J'aimerais vous présenter Alice. Alice est une femme de 50 ans qui essaie de s'en sortir financièrement à un tournant crucial de sa vie. Elle est mère célibataire de deux filles. Alice a travaillé toute sa vie. Elle a quitté l'école à 17 ans et a trouvé un emploi de secrétaire à Londres. Elle a ensuite travaillé pendant près de 20 ans pour la même entreprise, gravissant les échelons, saisissant toutes les chances qui s'offraient à elle pour faire ses preuves dans le cadre de cet emploi, se créant une réputation de personne-clé au sein de son équipe. Pendant cette période, Alice a épousé Phil à l'âge de 28 ans. Ils ont acheté une maison ensemble, et 2 ans plus tard, ils ont eu leur première fille, puis 2 ans plus tard, ils ont eu une autre fille. À 38 ans, Alice a été licenciée, mais comme elle avait travaillé dur et s'était créé une réputation, il ne lui a fallu que trois mois pour trouver un nouvel emploi. Ces trois mois ont été les seuls moments où elle n'a pas travaillé, à l'exception du congé de maternité. Elle se remet de son licenciement, mais avec un nouvel emploi, deux enfants de 5 et 7 ans et une mère dont la santé commence à décliner, elle doit jongler avec de nombreux aspects de sa vie. À 39 ans, Alice a découvert que son mari la trompait. Elle savait depuis un an que son couple était en difficulté, aussi avait-elle économisé en silence. Elle se doutait qu'elle allait devoir être une mère célibataire à un moment ou un autre. 
Son mari l'a quittée deux semaines avant son 40e anniversaire, abandonnant la maison familiale. Alice a gardé la maison parce qu'elle avait la garde des filles, pour assurer la stabilité de leur vie de famille et pour minimiser les bouleversements familiaux. Alice est donc une mère célibataire qui travaille et vit dans la maison familiale. Elle a continué à travailler pendant cette période, faisant une heure de trajet pour se rendre au travail et une heure pour en revenir, jonglant avec le travail, les soins aux personnes âgées et l'éducation de ses filles du mieux qu'elle pouvait.

Mais maintenant qu'Alice a 50 ans, elle est légalement tenue par les termes de son divorce de tenir la promesse qu'elle a faite à son mari il y a 12 ans. À présent que ses filles sont adultes et quittent le foyer familial, Alice doit vendre sa maison. Elle se trouve maintenant dans une situation où elle doit tout recommencer à 50 ans. Londres est une ville chère, elle doit donc quitter la seule ville où elle a jamais vécu parce qu'elle doit rembourser son mari conformément à l'accord de divorce. Alice n'a travaillé que 3 jours par semaine depuis la naissance de ses enfants jusqu'à 39 ans, date à laquelle elle a été obligée de reprendre le travail à temps partiel lorsqu'elle est devenue mère célibataire. En raison de cette période de travail à temps partiel, sa pension est sous-financée. La réalité est qu'elle doit trouver une maison dans une ville moins chère où elle n'a jamais vécu, en prenant une hypothèque à taux d'intérêt unique, et qu'elle doit continuer à travailler.
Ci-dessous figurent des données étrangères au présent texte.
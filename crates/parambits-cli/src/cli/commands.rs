//! Command builders for the CLI.
//!
//! Each command is built using the shared arg builders from `args.rs`.

use clap::Command;

use super::args::*;

/// Build the complete CLI with all subcommands.
pub fn build_cli() -> Command {
    Command::new("parambits")
        .about("Bit-layout metadata for parameter definitions")
        .subcommand_required(true)
        .arg_required_else_help(true)
        .arg(verbose_arg())
        .subcommand(build_command())
        .subcommand(check_command())
        .subcommand(dump_command())
}

/// Compile definitions into a metadata blob.
pub fn build_command() -> Command {
    Command::new("build")
        .about("Compile definitions into a metadata blob")
        .override_usage(
            "\
  parambits build <DEFS>...
  parambits build <DEFS>... -o <FILE>",
        )
        .after_help(
            r#"EXAMPLES:
  parambits build defs/                     # every defs/*.json, sorted by path
  parambits build a.json b.json -o out.bin  # explicit files and output
  parambits -v build defs/                  # log a per-run summary"#,
        )
        .arg(defs_arg())
        .arg(output_arg())
}

/// Analyze definitions without writing a blob.
pub fn check_command() -> Command {
    Command::new("check")
        .about("Analyze definitions and summarize their tracked fields")
        .override_usage(
            "\
  parambits check <DEFS>...
  parambits check <DEFS>... --json",
        )
        .after_help(
            r#"EXAMPLES:
  parambits check defs/              # one line per definition
  parambits check defs/ --json       # machine-readable summary
  parambits -vv check EQUIP.json     # also log each definition's layout"#,
        )
        .arg(defs_arg())
        .arg(json_arg())
}

/// Show the contents of a metadata blob.
pub fn dump_command() -> Command {
    Command::new("dump")
        .about("Show the contents of a metadata blob")
        .override_usage("  parambits dump <BLOB> [--color <WHEN>]")
        .after_help(
            r#"EXAMPLES:
  parambits dump param_fields.bin                 # entries and bit ranges
  parambits dump param_fields.bin --color never   # plain text"#,
        )
        .arg(blob_arg())
        .arg(color_arg())
}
Elle bénéficie d'un bon salaire et d'un bon poste, et bien qu'elle soit heureuse de continuer à travailler pour le moment, elle aurait aimé envisager la retraite dans les cinq prochaines années. Au lieu de cela, Alice parle de prendre sa retraite à 70 ans, soit dans 20 ans. Cela s'explique par le fait qu'elle doit payer son hypothèque, une hypothèque qu'elle n'aurait pas si elle n'avait pas divorcé.

Aucune de ces conditions affectant l'âge de la retraite d'Alice n'était de sa faute, les événements étaient hors de son contrôle, mais pour Alice, c'est sa réalité. Elle a toujours travaillé dur, elle a élevé deux enfants, mais maintenant, à l'âge de 50 ans, au lieu de planifier sa retraite, elle doit travailler encore 20 ans.
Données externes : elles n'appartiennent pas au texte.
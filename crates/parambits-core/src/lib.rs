#![cfg_attr(coverage_nightly, feature(coverage_attribute))]

//! Core data structures for parameter definitions.
//!
//! A parameter definition ("paramdef") describes the fields of a fixed-size
//! binary record: an ordered list of typed fields, some of which are packed
//! into bitfields sharing a storage unit.
//!
//! Two layers:
//! - **Model**: [`ParamDefinition`], [`FieldDescriptor`], [`FieldType`]
//! - **Loading**: JSON definition files (see [`parse_definitions`])

mod definition;
mod field;
mod json;

#[cfg(test)]
mod definition_tests;

pub use definition::ParamDefinition;
pub use field::{FieldDescriptor, FieldError, FieldType, FieldWidth, NATURAL_WIDTH};
pub use json::{DefinitionError, parse_definitions};
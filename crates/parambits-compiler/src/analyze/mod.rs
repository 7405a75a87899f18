//! Bit-layout analysis of parameter definitions.
//!
//! Each definition is analyzed on its own: fields are walked in order with a
//! bit cursor, and every trackable field is split into fragments that never
//! cross a 64-bit word boundary.

mod error;
mod layout;


pub use error::AnalyzeError;
pub use layout::{DefinitionLayout, analyze, analyze_definition, is_trackable};
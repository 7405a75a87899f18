pub mod build;
pub mod check;
pub mod dump;
pub mod error;
pub mod loader;

#[cfg(test)]
mod build_tests;

pub use error::CliError;

/// Print an error and exit with status 1.
pub fn fail(err: CliError) -> ! {
    eprintln!("error: {}", err);
    std::process::exit(1);
}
Histoire 2 - Dave (soins de santé)

J'aimerais vous présenter Dave, 57 ans, qui est infirmier. Dave a quitté l'école à 16 ans et a suivi un apprentissage d'électricien. Il a ensuite occupé plusieurs emplois pendant sa vingtaine, mais il ne savait pas vraiment ce qu'il voulait faire, jusqu'à ce qu'il décide, au milieu de la vingtaine, de se reconvertir vers les soins infirmiers. Pour lui, le métier d'infirmier était une vocation et pas seulement un travail. À l'âge de 26 ans, Dave est devenu infirmier, et il s'est marié avec Joan 2 ans plus tard, ils ont acheté un appartement ensemble, puis ont eu leur premier enfant, puis quelques années plus tard leur deuxième enfant. En raison de l'agrandissement de leur famille, ils vendent leur appartement et achètent une maison ensemble avec une hypothèque importante - ils n'ont pas beaucoup d'argent car Joan est également infirmière et travaille à temps partiel car elle est la personne qui s'occupe principalement de leurs enfants.

Dave aimait son travail, mais à 48 ans, plusieurs choses lui sont arrivées d'un coup, qui, à la réflexion, ont constitué un tournant majeur pour lui. Tout a commencé par une restructuration au travail. Dave a eu un nouveau superviseur avec lequel il s'est brouillé et, en conséquence, il a cessé d'aimer son travail. Sa vocation a cessé d'être agréable et il a décrit son travail comme une culture toxique. La même année, Dave a été contraint de postuler à nouveau pour le même emploi que celui qu'il occupait, sans succès, et a été contraint de changer d'emploi au sein de la même organisation, sans qu'il l'ait choisi. Après réflexion, Dave parle de cette période et du stress du travail, et il se rend compte que si sa maison est un lieu de réconfort loin du travail, lui-même apporte aussi du stress à la maison. La même année, la femme de Dave, Joan, est partie, emmenant les enfants avec elle. Ils ont dû vendre la maison familiale dans le cadre de l'accord de divorce, et Dave a donc acheté un petit appartement, qui devait avoir suffisamment d'espace pour les enfants puisqu'il en avait la garde partagée. Dave est passé d'une situation où il vivait avec sa famille dans la maison familiale et travaillait dans un emploi qui était plutôt une vocation, à une situation où il vivait seul dans un petit appartement et voyait parfois ses enfants. Il a également pris des congés maladie en raison de l'environnement de travail toxique et de l'effet d'entraînement que cela a eu sur sa vie familiale, puis sur sa santé.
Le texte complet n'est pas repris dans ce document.